[Opening DATASET section]
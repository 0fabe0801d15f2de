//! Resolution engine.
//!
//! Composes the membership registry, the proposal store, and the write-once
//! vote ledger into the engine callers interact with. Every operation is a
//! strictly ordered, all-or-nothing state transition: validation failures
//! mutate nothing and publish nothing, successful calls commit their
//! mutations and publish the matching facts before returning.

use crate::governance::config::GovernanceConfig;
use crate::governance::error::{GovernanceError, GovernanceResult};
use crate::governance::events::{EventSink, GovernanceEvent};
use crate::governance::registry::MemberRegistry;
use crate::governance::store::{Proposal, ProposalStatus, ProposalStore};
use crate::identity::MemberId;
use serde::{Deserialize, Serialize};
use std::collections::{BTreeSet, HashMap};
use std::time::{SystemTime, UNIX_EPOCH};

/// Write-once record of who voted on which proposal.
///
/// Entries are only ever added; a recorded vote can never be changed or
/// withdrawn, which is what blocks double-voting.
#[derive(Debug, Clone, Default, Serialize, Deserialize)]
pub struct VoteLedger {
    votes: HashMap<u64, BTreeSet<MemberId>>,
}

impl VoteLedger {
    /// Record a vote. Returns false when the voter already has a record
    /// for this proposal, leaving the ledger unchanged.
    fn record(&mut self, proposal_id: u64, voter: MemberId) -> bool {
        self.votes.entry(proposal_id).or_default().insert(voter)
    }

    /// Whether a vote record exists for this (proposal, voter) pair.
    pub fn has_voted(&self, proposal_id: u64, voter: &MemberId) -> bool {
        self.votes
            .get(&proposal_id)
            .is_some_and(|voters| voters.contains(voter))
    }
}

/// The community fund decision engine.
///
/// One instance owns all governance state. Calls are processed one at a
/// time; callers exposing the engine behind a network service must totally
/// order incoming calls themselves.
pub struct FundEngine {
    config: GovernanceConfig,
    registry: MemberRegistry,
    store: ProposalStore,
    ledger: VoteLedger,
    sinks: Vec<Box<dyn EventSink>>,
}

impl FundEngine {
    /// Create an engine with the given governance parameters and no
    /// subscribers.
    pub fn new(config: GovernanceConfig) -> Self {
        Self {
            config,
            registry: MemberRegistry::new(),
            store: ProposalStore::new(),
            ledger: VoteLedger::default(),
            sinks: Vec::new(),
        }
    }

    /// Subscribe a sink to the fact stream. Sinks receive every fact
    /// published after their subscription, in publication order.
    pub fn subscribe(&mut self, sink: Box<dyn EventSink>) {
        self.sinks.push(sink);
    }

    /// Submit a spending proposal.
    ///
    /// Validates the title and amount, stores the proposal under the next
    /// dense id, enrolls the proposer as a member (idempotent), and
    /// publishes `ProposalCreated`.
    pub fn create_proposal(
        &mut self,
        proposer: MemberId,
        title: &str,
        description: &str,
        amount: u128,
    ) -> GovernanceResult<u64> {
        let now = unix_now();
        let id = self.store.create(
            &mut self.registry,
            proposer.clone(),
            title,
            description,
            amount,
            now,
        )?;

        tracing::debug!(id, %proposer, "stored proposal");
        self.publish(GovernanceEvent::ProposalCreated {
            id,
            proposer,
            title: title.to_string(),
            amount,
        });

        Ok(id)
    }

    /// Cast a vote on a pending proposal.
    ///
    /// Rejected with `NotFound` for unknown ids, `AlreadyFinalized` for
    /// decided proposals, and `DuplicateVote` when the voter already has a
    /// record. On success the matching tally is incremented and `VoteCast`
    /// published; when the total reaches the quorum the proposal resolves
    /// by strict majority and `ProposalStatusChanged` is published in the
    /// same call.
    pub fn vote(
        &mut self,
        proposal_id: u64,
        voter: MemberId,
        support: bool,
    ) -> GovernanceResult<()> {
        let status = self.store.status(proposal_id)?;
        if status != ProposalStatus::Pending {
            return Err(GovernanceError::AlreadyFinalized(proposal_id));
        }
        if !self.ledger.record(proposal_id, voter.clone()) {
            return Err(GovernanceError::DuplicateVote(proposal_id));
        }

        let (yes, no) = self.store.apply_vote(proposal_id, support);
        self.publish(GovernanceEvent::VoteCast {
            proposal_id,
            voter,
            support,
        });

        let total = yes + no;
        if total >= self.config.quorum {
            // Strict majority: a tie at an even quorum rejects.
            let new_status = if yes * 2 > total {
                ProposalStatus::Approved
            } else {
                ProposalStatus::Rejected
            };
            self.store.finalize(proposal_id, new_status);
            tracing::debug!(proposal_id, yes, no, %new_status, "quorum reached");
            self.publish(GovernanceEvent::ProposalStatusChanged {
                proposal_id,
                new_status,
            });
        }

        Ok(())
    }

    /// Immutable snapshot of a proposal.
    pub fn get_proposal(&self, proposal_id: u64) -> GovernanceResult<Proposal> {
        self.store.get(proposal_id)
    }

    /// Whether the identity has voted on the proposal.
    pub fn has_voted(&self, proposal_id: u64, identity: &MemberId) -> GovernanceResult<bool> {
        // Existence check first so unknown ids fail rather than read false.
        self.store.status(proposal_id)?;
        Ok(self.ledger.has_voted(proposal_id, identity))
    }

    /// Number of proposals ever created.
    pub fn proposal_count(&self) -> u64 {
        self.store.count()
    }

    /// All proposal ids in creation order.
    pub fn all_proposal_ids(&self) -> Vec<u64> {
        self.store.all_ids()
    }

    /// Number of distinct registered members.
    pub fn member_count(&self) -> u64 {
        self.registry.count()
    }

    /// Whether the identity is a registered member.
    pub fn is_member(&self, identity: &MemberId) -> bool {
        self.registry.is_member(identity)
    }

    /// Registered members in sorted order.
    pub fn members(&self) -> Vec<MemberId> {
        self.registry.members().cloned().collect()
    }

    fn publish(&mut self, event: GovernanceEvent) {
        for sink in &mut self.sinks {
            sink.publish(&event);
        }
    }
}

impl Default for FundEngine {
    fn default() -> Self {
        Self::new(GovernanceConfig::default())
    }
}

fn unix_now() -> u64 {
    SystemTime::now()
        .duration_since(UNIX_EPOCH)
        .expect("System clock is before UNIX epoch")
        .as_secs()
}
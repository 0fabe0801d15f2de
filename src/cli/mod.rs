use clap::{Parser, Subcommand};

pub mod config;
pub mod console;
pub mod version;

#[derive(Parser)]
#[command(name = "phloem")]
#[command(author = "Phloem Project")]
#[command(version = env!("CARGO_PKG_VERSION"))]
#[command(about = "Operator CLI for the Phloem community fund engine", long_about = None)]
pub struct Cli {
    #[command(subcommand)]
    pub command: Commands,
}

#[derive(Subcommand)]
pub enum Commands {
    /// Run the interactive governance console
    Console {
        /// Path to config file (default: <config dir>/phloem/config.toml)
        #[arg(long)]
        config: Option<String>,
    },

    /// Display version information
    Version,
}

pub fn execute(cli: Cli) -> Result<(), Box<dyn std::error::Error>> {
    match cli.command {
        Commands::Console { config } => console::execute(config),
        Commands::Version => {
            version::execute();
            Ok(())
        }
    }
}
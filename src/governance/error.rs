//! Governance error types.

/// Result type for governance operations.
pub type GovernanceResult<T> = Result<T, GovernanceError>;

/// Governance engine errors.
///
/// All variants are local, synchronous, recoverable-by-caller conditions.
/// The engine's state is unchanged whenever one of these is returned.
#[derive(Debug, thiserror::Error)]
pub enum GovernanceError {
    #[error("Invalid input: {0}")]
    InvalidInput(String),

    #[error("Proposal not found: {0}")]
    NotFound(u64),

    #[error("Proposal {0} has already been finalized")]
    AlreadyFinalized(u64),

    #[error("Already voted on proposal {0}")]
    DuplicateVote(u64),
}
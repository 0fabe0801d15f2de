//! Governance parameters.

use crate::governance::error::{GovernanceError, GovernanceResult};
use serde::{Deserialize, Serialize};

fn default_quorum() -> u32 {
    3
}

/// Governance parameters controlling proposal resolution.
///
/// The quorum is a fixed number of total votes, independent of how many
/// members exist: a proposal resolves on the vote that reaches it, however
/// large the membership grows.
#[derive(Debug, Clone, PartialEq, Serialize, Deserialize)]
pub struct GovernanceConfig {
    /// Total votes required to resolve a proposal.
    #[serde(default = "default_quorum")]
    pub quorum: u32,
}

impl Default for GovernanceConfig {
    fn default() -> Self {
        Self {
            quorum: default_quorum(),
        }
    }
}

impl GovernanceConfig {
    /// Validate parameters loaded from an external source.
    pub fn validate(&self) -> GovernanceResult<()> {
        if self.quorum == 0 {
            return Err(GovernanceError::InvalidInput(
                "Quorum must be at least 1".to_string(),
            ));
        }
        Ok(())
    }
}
[Closing DATASET section]
PROBLEM TO WORK ON
Nothing but the exact lines from the start of the material through the line holding "operation is a", both included, belongs in the answer.

EXPECTED OUTPUT
repository 0fabe0801d15f2de
//! Resolution engine.
//!
//! Composes the membership registry, the proposal store, and the write-once
//! vote ledger into the engine callers interact with. Every operation is a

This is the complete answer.